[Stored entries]
----------

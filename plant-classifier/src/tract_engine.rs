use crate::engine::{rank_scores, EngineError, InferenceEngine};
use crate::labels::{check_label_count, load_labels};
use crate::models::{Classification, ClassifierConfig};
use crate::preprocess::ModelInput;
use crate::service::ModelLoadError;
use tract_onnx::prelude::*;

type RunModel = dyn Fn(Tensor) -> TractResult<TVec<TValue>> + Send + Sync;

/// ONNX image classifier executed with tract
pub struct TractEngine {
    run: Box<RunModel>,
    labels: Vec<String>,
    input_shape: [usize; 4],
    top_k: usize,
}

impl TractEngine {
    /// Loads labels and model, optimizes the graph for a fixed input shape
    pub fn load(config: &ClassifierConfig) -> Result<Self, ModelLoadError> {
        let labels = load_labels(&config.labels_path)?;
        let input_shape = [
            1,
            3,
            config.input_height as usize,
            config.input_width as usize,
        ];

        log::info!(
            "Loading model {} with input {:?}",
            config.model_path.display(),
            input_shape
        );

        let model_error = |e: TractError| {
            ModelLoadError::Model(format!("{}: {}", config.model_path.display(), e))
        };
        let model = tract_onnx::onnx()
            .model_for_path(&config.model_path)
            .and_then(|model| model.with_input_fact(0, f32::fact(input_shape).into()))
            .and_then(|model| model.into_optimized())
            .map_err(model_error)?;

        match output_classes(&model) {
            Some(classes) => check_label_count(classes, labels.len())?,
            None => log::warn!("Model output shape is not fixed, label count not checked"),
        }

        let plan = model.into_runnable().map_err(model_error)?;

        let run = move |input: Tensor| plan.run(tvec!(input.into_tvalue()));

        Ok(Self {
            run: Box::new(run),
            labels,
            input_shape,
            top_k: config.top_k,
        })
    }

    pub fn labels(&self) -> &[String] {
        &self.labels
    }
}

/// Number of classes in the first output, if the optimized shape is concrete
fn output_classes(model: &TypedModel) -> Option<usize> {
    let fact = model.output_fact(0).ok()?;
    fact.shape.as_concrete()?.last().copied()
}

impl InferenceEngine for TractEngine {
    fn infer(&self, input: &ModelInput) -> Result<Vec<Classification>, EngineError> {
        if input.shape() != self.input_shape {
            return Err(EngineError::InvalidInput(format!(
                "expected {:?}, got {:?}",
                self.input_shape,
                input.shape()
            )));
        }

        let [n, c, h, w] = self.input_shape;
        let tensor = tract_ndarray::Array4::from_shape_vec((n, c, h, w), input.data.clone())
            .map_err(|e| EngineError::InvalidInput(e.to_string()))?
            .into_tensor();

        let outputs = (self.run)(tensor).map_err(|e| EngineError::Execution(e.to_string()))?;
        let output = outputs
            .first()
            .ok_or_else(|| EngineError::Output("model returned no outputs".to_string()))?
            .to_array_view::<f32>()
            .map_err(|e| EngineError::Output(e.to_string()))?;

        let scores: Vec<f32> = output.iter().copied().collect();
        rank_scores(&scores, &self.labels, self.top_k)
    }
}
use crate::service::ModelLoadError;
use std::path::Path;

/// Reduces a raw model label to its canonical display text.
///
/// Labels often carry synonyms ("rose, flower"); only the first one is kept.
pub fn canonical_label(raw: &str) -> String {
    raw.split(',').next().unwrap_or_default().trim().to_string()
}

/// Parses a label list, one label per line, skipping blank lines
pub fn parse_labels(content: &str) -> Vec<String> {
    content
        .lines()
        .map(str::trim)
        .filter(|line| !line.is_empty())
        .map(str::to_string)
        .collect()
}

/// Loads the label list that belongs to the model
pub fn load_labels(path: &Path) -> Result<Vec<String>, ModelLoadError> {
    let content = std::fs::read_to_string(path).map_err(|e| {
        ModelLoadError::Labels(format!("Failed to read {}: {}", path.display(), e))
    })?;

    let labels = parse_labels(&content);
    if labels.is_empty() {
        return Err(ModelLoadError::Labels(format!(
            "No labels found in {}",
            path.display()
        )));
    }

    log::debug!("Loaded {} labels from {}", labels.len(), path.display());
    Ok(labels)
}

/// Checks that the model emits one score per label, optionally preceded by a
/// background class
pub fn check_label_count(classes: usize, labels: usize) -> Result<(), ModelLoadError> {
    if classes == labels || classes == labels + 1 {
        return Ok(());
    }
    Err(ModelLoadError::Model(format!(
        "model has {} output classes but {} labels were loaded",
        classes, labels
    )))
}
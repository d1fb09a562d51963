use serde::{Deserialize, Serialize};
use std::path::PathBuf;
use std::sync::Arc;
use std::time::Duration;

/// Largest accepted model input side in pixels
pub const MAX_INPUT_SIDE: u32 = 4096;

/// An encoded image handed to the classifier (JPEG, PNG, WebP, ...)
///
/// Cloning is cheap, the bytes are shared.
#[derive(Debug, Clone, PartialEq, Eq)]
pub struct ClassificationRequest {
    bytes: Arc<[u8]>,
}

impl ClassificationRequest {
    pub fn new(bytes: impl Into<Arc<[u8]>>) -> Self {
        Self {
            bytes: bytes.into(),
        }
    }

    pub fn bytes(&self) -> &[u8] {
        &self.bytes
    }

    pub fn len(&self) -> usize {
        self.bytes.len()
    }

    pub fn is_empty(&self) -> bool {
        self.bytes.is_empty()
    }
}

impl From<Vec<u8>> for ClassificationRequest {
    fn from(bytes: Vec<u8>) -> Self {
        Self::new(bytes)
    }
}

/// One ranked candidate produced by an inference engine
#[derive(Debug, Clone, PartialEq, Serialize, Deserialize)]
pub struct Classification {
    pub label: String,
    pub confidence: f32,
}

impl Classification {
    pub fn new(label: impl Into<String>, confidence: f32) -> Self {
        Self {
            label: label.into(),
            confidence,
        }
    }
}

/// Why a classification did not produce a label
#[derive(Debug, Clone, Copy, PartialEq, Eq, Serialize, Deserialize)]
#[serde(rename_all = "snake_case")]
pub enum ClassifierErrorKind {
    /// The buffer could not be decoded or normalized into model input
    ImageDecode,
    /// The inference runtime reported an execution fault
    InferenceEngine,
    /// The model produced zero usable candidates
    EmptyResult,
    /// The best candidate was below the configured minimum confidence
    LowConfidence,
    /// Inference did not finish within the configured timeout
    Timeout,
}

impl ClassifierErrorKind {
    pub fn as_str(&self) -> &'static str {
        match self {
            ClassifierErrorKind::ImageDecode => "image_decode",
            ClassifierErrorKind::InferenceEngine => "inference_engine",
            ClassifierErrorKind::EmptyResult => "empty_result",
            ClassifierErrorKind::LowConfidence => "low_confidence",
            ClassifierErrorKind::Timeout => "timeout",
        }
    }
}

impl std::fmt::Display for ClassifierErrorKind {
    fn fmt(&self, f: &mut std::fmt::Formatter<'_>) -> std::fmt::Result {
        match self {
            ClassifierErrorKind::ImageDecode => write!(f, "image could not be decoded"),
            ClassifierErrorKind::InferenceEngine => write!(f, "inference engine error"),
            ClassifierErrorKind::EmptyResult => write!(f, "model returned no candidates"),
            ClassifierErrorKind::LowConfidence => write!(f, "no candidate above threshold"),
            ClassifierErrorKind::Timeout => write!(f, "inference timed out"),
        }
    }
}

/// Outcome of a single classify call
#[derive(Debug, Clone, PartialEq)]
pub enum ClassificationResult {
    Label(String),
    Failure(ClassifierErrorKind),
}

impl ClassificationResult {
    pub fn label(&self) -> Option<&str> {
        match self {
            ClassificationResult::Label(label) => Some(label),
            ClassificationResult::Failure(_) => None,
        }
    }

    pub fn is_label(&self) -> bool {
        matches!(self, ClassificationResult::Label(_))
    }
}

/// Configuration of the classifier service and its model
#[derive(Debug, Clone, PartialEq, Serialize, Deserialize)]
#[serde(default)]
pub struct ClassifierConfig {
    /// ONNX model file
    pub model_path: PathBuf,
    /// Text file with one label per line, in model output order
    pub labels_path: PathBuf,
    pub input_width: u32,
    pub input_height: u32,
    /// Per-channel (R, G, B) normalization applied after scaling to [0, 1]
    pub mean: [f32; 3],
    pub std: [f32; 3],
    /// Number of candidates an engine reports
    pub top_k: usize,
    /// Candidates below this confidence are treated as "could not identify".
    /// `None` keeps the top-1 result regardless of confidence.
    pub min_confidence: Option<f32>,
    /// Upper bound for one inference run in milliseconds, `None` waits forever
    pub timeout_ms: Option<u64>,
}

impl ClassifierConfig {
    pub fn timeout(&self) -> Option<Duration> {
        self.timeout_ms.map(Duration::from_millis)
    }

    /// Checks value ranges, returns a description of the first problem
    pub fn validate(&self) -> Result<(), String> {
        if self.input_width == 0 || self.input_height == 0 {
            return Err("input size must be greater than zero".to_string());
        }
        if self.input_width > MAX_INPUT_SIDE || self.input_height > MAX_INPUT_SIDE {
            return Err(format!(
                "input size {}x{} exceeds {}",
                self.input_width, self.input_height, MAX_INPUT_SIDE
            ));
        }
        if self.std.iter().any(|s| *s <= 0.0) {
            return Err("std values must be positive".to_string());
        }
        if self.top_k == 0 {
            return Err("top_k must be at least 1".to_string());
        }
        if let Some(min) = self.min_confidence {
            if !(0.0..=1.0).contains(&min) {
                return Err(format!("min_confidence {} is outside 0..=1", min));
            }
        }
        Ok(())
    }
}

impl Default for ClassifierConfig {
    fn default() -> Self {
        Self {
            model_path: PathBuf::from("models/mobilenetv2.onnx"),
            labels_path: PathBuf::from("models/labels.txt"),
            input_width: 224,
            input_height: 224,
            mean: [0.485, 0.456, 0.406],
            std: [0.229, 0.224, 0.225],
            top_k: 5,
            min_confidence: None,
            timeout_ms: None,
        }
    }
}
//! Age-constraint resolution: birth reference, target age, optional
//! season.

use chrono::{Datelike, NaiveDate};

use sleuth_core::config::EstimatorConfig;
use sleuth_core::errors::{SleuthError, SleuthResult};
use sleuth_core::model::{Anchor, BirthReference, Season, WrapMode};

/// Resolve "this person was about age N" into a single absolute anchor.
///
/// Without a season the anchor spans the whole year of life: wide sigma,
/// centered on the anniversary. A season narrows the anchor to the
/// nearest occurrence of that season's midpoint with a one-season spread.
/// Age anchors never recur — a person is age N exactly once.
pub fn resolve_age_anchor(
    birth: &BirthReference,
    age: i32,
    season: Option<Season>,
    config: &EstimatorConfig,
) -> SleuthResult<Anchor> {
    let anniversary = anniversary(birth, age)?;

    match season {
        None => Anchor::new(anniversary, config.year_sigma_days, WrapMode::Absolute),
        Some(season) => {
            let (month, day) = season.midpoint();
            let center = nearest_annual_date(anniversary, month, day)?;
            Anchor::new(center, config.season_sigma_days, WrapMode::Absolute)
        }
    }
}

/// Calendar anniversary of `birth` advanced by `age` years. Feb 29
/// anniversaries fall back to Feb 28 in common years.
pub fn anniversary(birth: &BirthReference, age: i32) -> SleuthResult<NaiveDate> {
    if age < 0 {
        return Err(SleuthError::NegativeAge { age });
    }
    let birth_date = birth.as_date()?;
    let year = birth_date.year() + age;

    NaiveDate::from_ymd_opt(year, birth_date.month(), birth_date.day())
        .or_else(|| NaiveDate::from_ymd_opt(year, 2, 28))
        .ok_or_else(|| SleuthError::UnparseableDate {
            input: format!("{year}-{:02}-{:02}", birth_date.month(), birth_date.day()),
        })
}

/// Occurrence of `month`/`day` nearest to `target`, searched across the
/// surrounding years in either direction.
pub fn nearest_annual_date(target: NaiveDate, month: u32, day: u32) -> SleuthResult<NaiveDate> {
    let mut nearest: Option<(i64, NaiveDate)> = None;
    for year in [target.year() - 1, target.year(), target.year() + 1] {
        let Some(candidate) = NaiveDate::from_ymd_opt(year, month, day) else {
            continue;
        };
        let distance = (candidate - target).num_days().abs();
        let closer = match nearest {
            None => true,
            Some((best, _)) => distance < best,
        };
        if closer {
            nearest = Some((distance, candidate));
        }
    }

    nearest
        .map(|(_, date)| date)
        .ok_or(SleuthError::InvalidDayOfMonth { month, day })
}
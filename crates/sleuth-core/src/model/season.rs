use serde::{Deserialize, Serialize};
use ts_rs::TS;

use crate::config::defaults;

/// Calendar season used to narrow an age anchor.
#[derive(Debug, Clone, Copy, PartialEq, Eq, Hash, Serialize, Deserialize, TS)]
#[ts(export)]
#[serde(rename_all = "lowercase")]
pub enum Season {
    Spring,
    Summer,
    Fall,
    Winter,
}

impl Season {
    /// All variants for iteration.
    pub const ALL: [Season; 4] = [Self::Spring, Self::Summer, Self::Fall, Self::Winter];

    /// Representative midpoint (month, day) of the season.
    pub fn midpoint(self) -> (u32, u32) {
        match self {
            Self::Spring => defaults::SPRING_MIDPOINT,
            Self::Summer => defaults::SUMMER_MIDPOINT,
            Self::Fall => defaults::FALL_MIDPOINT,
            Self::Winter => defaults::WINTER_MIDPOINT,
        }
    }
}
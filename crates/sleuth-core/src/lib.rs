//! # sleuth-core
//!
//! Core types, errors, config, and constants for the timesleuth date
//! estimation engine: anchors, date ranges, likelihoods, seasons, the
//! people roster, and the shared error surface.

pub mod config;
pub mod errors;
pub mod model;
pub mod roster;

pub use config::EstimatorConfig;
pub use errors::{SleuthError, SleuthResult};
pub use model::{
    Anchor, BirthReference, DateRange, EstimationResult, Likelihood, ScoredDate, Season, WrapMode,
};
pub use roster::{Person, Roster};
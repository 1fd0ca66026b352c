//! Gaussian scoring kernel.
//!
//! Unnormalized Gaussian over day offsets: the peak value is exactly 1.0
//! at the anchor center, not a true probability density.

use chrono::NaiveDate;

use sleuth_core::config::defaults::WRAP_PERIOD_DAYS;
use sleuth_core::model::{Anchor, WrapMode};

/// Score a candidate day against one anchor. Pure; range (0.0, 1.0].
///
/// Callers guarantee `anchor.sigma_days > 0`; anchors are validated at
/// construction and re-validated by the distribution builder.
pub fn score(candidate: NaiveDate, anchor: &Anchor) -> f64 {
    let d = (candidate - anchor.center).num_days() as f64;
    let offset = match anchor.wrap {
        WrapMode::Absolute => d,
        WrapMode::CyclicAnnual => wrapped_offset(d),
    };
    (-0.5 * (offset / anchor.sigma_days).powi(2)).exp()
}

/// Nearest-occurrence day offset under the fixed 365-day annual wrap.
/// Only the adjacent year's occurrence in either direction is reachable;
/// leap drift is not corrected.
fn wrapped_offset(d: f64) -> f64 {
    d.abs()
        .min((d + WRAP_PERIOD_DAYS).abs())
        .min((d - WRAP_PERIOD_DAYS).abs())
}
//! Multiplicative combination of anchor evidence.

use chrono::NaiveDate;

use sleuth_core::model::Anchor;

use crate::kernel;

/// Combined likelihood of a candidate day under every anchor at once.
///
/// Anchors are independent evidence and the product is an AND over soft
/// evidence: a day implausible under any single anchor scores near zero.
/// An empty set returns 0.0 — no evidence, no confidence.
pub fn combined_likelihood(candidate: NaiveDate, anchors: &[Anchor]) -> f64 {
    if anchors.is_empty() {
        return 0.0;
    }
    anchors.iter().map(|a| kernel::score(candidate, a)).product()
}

----------

■ WORK INSTRUCTION: Your answer should consist of each line above in which "Loads" appears.

■ REPLY:
    /// Loads labels and model, optimizes the graph for a fixed input shape
/// Loads the label list that belongs to the model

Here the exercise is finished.